Stored data entries
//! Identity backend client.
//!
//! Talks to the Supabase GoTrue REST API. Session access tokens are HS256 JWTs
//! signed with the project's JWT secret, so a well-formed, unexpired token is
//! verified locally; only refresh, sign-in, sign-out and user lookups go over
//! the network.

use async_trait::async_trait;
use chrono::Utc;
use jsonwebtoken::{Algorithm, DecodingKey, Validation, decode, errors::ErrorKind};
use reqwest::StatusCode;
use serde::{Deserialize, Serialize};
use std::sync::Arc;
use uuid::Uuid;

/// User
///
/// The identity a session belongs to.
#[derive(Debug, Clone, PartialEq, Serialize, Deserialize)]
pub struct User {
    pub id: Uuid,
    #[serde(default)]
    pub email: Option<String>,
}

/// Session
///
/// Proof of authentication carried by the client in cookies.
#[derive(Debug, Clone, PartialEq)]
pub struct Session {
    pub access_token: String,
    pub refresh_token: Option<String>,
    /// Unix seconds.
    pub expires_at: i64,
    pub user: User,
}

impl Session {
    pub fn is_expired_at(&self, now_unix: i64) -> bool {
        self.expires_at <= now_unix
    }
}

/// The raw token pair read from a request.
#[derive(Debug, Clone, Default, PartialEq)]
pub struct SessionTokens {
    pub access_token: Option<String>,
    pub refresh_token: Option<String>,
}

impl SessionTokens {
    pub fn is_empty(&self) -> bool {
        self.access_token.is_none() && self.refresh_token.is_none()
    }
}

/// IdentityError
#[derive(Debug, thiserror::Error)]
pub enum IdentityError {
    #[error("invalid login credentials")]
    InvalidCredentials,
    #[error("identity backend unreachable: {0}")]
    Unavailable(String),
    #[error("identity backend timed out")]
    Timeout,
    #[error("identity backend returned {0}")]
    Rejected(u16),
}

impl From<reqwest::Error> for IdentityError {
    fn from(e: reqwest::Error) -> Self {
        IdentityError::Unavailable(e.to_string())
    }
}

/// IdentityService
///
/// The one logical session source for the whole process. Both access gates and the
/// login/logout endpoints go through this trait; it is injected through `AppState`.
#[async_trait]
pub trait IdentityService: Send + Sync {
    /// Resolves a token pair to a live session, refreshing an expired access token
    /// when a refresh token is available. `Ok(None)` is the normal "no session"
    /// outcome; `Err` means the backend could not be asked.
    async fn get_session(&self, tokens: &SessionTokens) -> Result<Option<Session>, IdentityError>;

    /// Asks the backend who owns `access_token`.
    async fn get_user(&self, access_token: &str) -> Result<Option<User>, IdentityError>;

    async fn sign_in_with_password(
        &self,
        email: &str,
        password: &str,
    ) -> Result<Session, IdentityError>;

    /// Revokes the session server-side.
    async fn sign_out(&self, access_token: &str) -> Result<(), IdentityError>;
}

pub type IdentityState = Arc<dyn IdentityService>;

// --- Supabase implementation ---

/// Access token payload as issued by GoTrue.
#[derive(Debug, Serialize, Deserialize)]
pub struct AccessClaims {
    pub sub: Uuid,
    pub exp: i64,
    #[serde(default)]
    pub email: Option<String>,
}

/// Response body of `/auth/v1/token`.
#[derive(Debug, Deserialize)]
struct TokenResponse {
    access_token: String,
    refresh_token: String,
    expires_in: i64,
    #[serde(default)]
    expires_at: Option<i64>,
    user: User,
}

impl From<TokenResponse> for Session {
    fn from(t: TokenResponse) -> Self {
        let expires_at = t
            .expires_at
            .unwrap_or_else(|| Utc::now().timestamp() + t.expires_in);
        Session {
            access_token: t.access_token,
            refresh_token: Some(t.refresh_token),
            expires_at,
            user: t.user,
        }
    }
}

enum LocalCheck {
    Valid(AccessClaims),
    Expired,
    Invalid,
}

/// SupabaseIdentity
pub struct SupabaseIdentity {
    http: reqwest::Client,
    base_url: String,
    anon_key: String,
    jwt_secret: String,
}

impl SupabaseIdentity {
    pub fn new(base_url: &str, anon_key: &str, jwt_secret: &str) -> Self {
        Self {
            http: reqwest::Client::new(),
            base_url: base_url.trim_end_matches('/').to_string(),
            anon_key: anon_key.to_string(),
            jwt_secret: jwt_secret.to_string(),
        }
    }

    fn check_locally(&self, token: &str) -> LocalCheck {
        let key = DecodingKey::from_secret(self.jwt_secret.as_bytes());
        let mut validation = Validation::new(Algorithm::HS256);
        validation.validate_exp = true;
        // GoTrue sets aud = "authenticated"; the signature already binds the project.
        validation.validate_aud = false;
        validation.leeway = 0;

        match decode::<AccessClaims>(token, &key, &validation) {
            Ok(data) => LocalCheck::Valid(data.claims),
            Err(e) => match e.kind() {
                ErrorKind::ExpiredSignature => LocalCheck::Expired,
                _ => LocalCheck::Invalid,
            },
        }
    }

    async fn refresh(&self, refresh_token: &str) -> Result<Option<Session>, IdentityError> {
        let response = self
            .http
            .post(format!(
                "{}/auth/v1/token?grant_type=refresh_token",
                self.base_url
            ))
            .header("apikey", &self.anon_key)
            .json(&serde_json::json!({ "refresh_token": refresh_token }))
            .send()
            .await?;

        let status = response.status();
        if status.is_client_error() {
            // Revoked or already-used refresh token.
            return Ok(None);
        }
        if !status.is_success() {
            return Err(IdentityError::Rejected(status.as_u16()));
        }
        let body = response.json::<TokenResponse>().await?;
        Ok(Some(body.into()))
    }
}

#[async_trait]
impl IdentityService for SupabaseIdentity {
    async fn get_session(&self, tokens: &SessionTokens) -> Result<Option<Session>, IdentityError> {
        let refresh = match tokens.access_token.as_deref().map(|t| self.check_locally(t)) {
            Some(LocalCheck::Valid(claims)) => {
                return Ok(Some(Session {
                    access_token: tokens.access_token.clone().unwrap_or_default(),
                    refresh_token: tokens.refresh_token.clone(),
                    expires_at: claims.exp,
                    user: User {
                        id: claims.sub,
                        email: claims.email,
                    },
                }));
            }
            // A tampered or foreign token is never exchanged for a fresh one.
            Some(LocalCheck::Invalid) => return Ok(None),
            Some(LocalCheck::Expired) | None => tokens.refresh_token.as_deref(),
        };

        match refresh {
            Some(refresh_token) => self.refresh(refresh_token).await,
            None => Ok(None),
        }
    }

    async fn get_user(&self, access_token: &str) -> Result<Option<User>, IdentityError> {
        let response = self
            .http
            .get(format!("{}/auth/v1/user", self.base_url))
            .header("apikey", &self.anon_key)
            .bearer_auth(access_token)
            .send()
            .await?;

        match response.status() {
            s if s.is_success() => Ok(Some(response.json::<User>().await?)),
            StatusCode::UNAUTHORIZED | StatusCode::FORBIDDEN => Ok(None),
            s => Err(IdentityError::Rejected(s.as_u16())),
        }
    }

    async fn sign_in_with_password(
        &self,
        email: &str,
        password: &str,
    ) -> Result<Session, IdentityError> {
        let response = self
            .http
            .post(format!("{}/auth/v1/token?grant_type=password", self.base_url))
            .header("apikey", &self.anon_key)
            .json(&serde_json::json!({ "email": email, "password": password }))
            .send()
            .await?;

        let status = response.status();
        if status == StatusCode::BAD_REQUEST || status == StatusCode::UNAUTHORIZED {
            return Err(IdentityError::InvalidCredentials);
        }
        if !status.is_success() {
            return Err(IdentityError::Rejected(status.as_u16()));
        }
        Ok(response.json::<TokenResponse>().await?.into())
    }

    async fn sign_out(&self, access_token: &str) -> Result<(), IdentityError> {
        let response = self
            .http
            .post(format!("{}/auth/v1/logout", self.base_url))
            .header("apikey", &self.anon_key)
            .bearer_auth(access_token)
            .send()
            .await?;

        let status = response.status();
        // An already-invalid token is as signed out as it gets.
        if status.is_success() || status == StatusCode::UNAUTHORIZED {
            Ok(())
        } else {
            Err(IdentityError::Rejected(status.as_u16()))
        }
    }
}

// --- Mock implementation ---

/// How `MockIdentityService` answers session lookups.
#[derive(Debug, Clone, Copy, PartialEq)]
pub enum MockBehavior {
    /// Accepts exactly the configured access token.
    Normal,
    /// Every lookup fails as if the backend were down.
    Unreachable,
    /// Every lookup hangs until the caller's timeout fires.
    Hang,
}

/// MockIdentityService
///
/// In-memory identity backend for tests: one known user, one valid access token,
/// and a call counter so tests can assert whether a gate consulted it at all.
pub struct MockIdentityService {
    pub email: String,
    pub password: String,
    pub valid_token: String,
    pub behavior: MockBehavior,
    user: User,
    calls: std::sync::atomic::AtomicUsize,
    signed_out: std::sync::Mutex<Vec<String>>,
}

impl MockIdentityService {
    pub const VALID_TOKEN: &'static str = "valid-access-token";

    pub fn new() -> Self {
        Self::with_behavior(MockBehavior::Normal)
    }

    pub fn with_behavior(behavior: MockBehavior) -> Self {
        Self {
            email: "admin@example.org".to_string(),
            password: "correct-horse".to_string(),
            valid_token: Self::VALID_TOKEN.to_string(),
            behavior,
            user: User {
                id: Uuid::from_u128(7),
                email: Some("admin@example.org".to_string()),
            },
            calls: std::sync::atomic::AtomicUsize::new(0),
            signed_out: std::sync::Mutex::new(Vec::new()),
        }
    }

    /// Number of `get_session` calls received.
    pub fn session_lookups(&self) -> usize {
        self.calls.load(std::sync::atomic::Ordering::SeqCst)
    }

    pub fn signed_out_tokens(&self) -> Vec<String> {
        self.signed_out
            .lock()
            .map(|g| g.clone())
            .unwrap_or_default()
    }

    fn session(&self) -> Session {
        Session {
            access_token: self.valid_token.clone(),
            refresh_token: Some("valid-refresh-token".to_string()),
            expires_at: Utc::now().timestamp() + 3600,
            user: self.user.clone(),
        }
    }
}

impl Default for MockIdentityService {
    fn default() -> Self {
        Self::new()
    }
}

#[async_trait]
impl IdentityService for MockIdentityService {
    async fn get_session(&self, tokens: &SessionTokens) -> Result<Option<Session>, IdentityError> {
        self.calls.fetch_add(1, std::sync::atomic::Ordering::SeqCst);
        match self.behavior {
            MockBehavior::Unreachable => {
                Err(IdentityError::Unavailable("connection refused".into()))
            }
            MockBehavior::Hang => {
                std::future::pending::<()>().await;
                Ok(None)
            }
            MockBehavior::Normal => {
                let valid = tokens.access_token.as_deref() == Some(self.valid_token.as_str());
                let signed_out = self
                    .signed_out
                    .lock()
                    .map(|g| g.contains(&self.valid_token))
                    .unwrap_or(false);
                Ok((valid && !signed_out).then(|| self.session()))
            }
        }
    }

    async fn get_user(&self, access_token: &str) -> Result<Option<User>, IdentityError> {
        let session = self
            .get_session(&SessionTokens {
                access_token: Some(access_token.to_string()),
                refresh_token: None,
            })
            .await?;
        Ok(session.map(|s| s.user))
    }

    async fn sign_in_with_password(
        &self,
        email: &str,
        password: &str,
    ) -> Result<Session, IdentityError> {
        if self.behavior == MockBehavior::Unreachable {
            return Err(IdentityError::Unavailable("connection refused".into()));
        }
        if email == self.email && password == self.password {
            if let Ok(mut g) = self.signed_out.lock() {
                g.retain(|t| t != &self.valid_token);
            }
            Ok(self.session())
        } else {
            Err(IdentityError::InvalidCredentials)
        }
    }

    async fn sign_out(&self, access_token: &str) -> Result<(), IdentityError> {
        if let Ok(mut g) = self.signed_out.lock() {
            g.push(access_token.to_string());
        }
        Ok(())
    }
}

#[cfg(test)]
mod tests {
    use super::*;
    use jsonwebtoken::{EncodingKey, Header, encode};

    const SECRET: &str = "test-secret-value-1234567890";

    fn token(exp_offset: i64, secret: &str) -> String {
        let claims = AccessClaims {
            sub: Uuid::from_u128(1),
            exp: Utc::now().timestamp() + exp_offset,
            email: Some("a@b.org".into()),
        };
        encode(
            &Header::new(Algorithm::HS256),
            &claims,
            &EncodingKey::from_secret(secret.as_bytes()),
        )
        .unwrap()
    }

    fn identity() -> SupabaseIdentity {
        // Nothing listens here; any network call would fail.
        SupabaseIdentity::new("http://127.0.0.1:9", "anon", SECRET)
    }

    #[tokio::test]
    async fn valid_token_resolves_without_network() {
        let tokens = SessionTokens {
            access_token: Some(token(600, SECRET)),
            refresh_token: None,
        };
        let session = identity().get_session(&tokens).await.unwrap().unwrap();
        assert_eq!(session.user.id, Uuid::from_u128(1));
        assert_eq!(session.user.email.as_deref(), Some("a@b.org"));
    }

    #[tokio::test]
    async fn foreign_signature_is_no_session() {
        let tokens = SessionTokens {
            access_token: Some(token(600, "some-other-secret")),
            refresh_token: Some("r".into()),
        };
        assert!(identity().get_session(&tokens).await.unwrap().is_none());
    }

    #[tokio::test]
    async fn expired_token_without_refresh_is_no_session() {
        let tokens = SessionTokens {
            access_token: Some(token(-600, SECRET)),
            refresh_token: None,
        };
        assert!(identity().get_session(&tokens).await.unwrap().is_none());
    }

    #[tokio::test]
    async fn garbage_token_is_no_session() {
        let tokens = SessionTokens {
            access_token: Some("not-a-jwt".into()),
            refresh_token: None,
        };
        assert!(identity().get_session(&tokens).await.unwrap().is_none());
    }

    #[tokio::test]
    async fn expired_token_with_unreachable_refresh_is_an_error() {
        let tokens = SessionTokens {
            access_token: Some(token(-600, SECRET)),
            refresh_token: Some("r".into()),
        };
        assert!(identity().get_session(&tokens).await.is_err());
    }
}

__WHAT THIS TASK INVOLVES__. In the entries above, find each line that includes the string "MockBehavior" and copy it.

__FINAL ANSWER__.
pub enum MockBehavior {
    pub behavior: MockBehavior,
        Self::with_behavior(MockBehavior::Normal)
    pub fn with_behavior(behavior: MockBehavior) -> Self {
            MockBehavior::Unreachable => {
            MockBehavior::Hang => {
            MockBehavior::Normal => {
        if self.behavior == MockBehavior::Unreachable {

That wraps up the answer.